CallieTroutman, MPH, MS, RDN, CHES, Manager, Behavioral Learning Strategy and Imre Varju MD, PhD, MPH, CHES, VP Behavioral Learning Strategy at YuzuYello
Our authors have updated this thought leadership piece based on the enhancements Amazon has made to Amazon Care.
After announcing plans to acquire One Medical for almost $4B, and diving into mental health with the purchase of Ginger, Amazon has decided to eliminate its healthcare business because corporate customers weren’t seeing its value.1 This news comes after Amazon has been building the telehealth and brick and mortar business for several years (see detailed timeline below). According to the internal memo, it was determined Amazon Care wasn’t “the right long-term solution for our enterprise customers.”2
“This decision wasn’t made lightly and only became clear after many months of careful consideration,” said Neil Lindsay, Amazon Health Services senior vice president, in the email to Amazon Health Services employees. “Although our enrolled members have loved many aspects of Amazon Care, it is not a complete enough offering for the large enterprise customers we have been targeting, and wasn’t going to work long-term.”2
August 2022: Amazon announced it would be shutting down Amazon Care for all employers by the end of the year.
Amazon Care – Behavioral Health:
August 2022 : Amazon announced partnership with digital mental health company Ginger.
Amazon Care - Primary Care:
July 2022: Amazon announced acquisition of primary care provider One Medical.
Amazon Care - At home visits:
February 2022: Amazon announced at-home care services are expanding to more than 20 new cities (see below) in 2022, bringing even more care options to Amazon Care’s growing customer base.
Amazon Care - Telehealth:
Launched in 2019 as a telehealth provider to Amazon employees. In 2021, they extended the service to all Washington state businesses and now has been expanded nationwide to other companies.
In November 2021, Amazon announced they will provide all Hilton employees access to Amazon Care.
May 2021: Amazon announced they will be making at-home Covid-19 testing kits and will possibly expand to other respiratory infections.
November 2020: Amazon announced two new pharmacy offerings for customers to purchase medications:
Amazon Together / Amazon Care Hub:
Alexa is a HIPAA compliant device which opens the door to healthcare applications.
November 2020: Alexa Care Hub, a service meant “to help aging customers maintain independence and provide assurance to family members.” It ties two Echo Dots, Echo Shows, or other Echos together so families could check on elderly loved ones at any time.
September 2021: Alexa Care Hub was rolled into Alexa Together- a subscription service that includes features like:
These launches and announcements follow the Amazon acquisition of PillPack in 2018.
As with everything Amazon does, their goal (and headline) is: Healthcare Made Easy. As of last summer, around 40,000 people were enrolled in Amazon Care, most of which were Amazon employees, but it’s expected with 2022 expansions, this number will greatly increase as enrollment has been expanded beyond Amazon.3
In 2019, Amazon created their own telehealth platform for Amazon employees. Was this a test for them to see how they can compete in the telehealth market? To work out any kinks in a protected space? And they didn’t partner with one of the major telehealth companies, rather they built their own platform. And it’s built to meet various needs of the users.
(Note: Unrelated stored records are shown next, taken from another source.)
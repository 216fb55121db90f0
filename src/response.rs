//! Standard response envelope helpers.

use axum::{http::StatusCode, Json};
use serde::Serialize;

#[derive(Serialize)]
pub struct SuccessOne<T> {
    pub data: T,
    #[serde(skip_serializing_if = "Option::is_none")]
    pub meta: Option<serde_json::Value>,
}

#[derive(Serialize)]
pub struct SuccessMany<T> {
    pub data: Vec<T>,
    pub meta: MetaCount,
}

#[derive(Serialize)]
pub struct MetaCount {
    pub count: u64,
}

pub fn success_one_ok<T: Serialize>(data: T) -> (StatusCode, Json<SuccessOne<T>>) {
    (StatusCode::OK, Json(SuccessOne { data, meta: None }))
}

fn many<T: Serialize>(status: StatusCode, data: Vec<T>) -> (StatusCode, Json<SuccessMany<T>>) {
    let count = data.len() as u64;
    (
        status,
        Json(SuccessMany {
            data,
            meta: MetaCount { count },
        }),
    )
}

pub fn success_many<T: Serialize>(data: Vec<T>) -> (StatusCode, Json<SuccessMany<T>>) {
    many(StatusCode::OK, data)
}

/// Rows returned by an INSERT.
pub fn success_many_created<T: Serialize>(data: Vec<T>) -> (StatusCode, Json<SuccessMany<T>>) {
    many(StatusCode::CREATED, data)
}
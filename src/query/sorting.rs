use super::SORT_QK;
use crate::schema::Table;
use serde::{Deserialize, Serialize};
use std::collections::HashMap;

#[derive(Clone, Copy, Debug, PartialEq, Eq, Serialize, Deserialize)]
#[serde(rename_all = "UPPERCASE")]
pub enum SortOrder {
    Asc,
    Desc,
}

impl SortOrder {
    pub fn as_sql(&self) -> &'static str {
        match self {
            SortOrder::Asc => "ASC",
            SortOrder::Desc => "DESC",
        }
    }
}

#[derive(Clone, Debug, PartialEq, Eq)]
pub struct SortingField {
    pub name: String,
    pub order: SortOrder,
}

#[derive(Clone, Debug, Default)]
pub struct Sorting {
    pub fields: Vec<SortingField>,
}

impl Sorting {
    /// `"-age|name"` sorts by age descending, then name ascending.
    pub fn parse(raw: &str) -> Self {
        let fields = raw
            .split(super::QUERY_ARGS_DELIMITER)
            .filter(|s| !s.is_empty())
            .filter_map(|s| match s.strip_prefix('-') {
                Some("") => None,
                Some(name) => Some(SortingField {
                    name: name.to_string(),
                    order: SortOrder::Desc,
                }),
                None => Some(SortingField {
                    name: s.to_string(),
                    order: SortOrder::Asc,
                }),
            })
            .collect();
        Sorting { fields }
    }

    pub fn from_query(q: &HashMap<String, String>) -> Self {
        q.get(SORT_QK).map(|s| Self::parse(s)).unwrap_or_default()
    }

    /// Primary key ascending, or nothing when the table has no primary key.
    pub fn default_for(table: &Table) -> Self {
        let fields = table
            .primary_key()
            .map(|c| {
                vec![SortingField {
                    name: c.name.clone(),
                    order: SortOrder::Asc,
                }]
            })
            .unwrap_or_default();
        Sorting { fields }
    }

    pub fn is_empty(&self) -> bool {
        self.fields.is_empty()
    }

    /// `ORDER BY` over known columns only; empty string when nothing survives.
    pub fn render(&self, table: &Table) -> String {
        let parts: Vec<String> = self
            .fields
            .iter()
            .filter_map(|f| table.column(&f.name).map(|c| format!("{} {}", c.safe_name(), f.order.as_sql())))
            .collect();
        if parts.is_empty() {
            String::new()
        } else {
            format!("ORDER BY {}", parts.join(", "))
        }
    }
}

#[cfg(test)]
mod tests {
    use super::*;
    use crate::schema::fixtures::*;

    #[test]
    fn parses_direction_prefix() {
        let s = Sorting::parse("-age||name|-");
        assert_eq!(
            s.fields,
            vec![
                SortingField { name: "age".into(), order: SortOrder::Desc },
                SortingField { name: "name".into(), order: SortOrder::Asc },
            ]
        );
        assert!(Sorting::parse("").is_empty());
    }

    #[test]
    fn render_drops_unknown_columns() {
        let s = Sorting::parse("-age|\"; drop table users;--|name");
        assert_eq!(s.render(&users()), "ORDER BY \"age\" DESC, \"name\" ASC");
        assert_eq!(Sorting::parse("nope").render(&users()), "");
    }

    #[test]
    fn default_sort_is_primary_key() {
        assert_eq!(Sorting::default_for(&users()).render(&users()), "ORDER BY \"id\" ASC");
        let no_pk = table("logs", vec![col("msg", "text")]);
        assert!(Sorting::default_for(&no_pk).is_empty());
    }
}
There are 2 main parts to the service:
1) Virtual Care, which connects patients to medical professionals via the Amazon Care app (available for both Android and iOS) and allows patients to quickly, conveniently, and confidently chat live with a nurse or doctor, via in-app messaging or video.4
2) In-person care, where Amazon Care can dispatch a medical professional to a patient’s home for additional care, ranging from routine blood draws to listening to a patient’s lungs, and also offer prescription delivery right to a patient’s door.4
If the patient is in a market that has at-home services and they require an in-person visit with a provider, Amazon Care deploys a mobile clinician who shows up at the user’s door typically in 60 minutes...according to Amazon. The service also can deliver medications to users within 120 minutes.5
At-Home Locations Expected By the End of 2022 Include:
Often times with telehealth, it feels the objective of the service is just convenience. But Amazon is going further - focusing on the whole patient - and addressing what has felt like a void in recent medical interventions.
On the website, you can watch a video to hear their mission as told by their practitioners.
Amazon also is a major player and supports 9 of the 10 top pharma with their AWS platform. With over 130 HIPAA-eligible services, they support pharma throughout the drug development and commercialization process. But that’s a POV for another day!6
As will all telehealth providers, patients are by-passing HCP offices. HCPs may not be detailed and we have less opportunities to reach patients at the point of care. But remember, a patient may use telehealth for one indication, but can certainly show up in the doctor’s office for a different indication.
So as always, pharma needs to be where the patient is. Whether that’s digital, out of home or at the pharmacy. And provide them with the tools, resources and support to get the best possible outcomes.